Сначала я уносил тайком из больницы части тел, потом стал договариваться с могильщиками о том, чтобы после похорон бездомных бродяг, тела их извлекались из земли и передавались в мое распоряжение. Все это я переправлял в тот самый лаз, который мы с Али Магомеддом устроили в его конторе на Вспольном.
Добытое служило сырьем для изготовления наших (как приятно мне произносить это слово – «наших») снадобий.
Ночью, когда был убит полковник Михаил Александрович Подгорнов, я возвращался домой после вечерней смены. Шел пешком через весь город. И вдруг увидел труп полковника.
Как же я жалею сейчас, что притащил тело в дом Али Магомедда! Но не знал, не ведал я, окаянный, о том, что полковник шел именно из этого дома, что он зверски избил пророка, который, естественно, не докладывал мне обо всех своих встречах. А тогда мне казалось, что все складывается как нельзя более удачно: труп лежал неподалеку от конторы пророка и доставка его туда представляла собой несравненно более простую задачу, чем та, которую мне приходилось решать всякий раз, когда я, дрожа от страха, был вынужден уговаривать могильщиков вскрыть могилу, крадучись, прятал ночью тело в специально изготовленный ящик, искал покладистого извозчика, согласного перевести через весь город большой ящик с неизвестной начинкой: многие думали, что в нем, смешно сказать, контрабандный товар, и наотрез отказывались.
Я уже не говорю о тех деньгах, кои мне приходилось брать у пророка на оплату услуг могильщиков и извозчиков, о том, что многие из добытых с такими неимоверными сложностями трупов пророк не мог использовать по назначению, поскольку они были в большой степени поражены разложением. А что стоили риск разоблачения, шантаж со стороны людей, привлекаемых мною к нашему делу…

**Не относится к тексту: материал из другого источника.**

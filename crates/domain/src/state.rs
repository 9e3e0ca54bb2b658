//! Request state types for UI binding.
//!
//! These are the snapshots published by the request handles in the
//! application layer; a UI renders spinners, banners and tables from them.

use serde::{Deserialize, Serialize};

use crate::api_error::ApiError;

/// Coarse phase of a [`RequestState`].
#[derive(Debug, Clone, Copy, PartialEq, Eq, Serialize, Deserialize, Default)]
#[serde(rename_all = "snake_case")]
pub enum RequestPhase {
    /// Nothing has run yet, or the state was reset.
    #[default]
    Idle,
    /// A call is in flight.
    Loading,
    /// The last call succeeded.
    Success,
    /// The last call failed.
    Error,
}

/// State of one bound async operation.
///
/// At rest, `loading` and `error` are never set together: starting a call
/// clears the error before raising the flag.
#[derive(Debug, Clone, PartialEq)]
pub struct RequestState<T> {
    /// Last successful result. Kept while a new call is loading.
    pub data: Option<T>,
    /// True while a call is in flight.
    pub loading: bool,
    /// Error of the last failed call.
    pub error: Option<ApiError>,
}

impl<T> Default for RequestState<T> {
    fn default() -> Self {
        Self {
            data: None,
            loading: false,
            error: None,
        }
    }
}

impl<T> RequestState<T> {
    /// Marks a new attempt as started.
    pub fn begin(&mut self) {
        self.error = None;
        self.loading = true;
    }

    /// Records a successful result.
    pub fn succeed(&mut self, data: T) {
        self.data = Some(data);
        self.error = None;
        self.loading = false;
    }

    /// Records a failure. Previous data is left untouched.
    pub fn fail(&mut self, error: ApiError) {
        self.error = Some(error);
        self.loading = false;
    }

    /// Returns the coarse phase.
    #[must_use]
    pub const fn phase(&self) -> RequestPhase {
        if self.loading {
            RequestPhase::Loading
        } else if self.error.is_some() {
            RequestPhase::Error
        } else if self.data.is_some() {
            RequestPhase::Success
        } else {
            RequestPhase::Idle
        }
    }

    /// Returns true if a call is in flight.
    #[must_use]
    pub const fn is_loading(&self) -> bool {
        self.loading
    }
}

/// Accumulated state of a paginated listing.
#[derive(Debug, Clone, PartialEq)]
pub struct PaginationState<T> {
    /// Items of every loaded page, in page order.
    pub items: Vec<T>,
    /// Next page number to fetch.
    pub current_page: u32,
    /// Whether the backend reported more pages.
    pub has_more: bool,
    /// True while a page is in flight.
    pub loading: bool,
    /// Error of the last failed fetch.
    pub error: Option<ApiError>,
}

impl<T> PaginationState<T> {
    /// Empty state positioned at `initial_page`.
    #[must_use]
    pub const fn new(initial_page: u32) -> Self {
        Self {
            items: Vec::new(),
            current_page: initial_page,
            has_more: true,
            loading: false,
            error: None,
        }
    }
}

/// Outcome of a batch of independent calls.
#[derive(Debug, Clone, PartialEq)]
pub struct BatchState<T> {
    /// One slot per call; `None` where the call failed.
    pub results: Vec<Option<T>>,
    /// One slot per call; `Some` where the call failed.
    pub errors: Vec<Option<ApiError>>,
    /// True while the batch runs.
    pub loading: bool,
}

impl<T> Default for BatchState<T> {
    fn default() -> Self {
        Self {
            results: Vec::new(),
            errors: Vec::new(),
            loading: false,
        }
    }
}

impl<T> BatchState<T> {
    /// Number of failed calls in the last run.
    #[must_use]
    pub fn failure_count(&self) -> usize {
        self.errors.iter().filter(|e| e.is_some()).count()
    }
}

Итак, я, покорный своему послушанию у величайшего светильника мудрости, поднял тело полковника и потащил по улице. Со стороны мы вполне могли сойти за пару самых обыкновенных пьяниц, один из которых уже совершенно не держится на ногах. Достигнув конторы пророка, я спрятал труп в лаз печи, и донельзя довольный тем сюрпризом, что приготовил отъехавшему в Петербург Али Магомедду, отправился радостный домой.
Меня не встревожили сообщения газет об исчезновении полковника. Полиция, ведь, не известила репортеров о посещении покойным Али Могамедда. Каково же было мое горе, когда я узнал, что учитель арестован, что его обвиняют в убийстве из-за непростительной ошибки, совершенной мною. И вместе с тем я восхищался непреклонным мужеством Али Могамедда, который на самом деле наверняка догадывался, как попал к нему труп, и с легкостью бы отвел от себя лживые наветы, если бы пригласил меня выступить в качестве свидетеля на судебном заседании.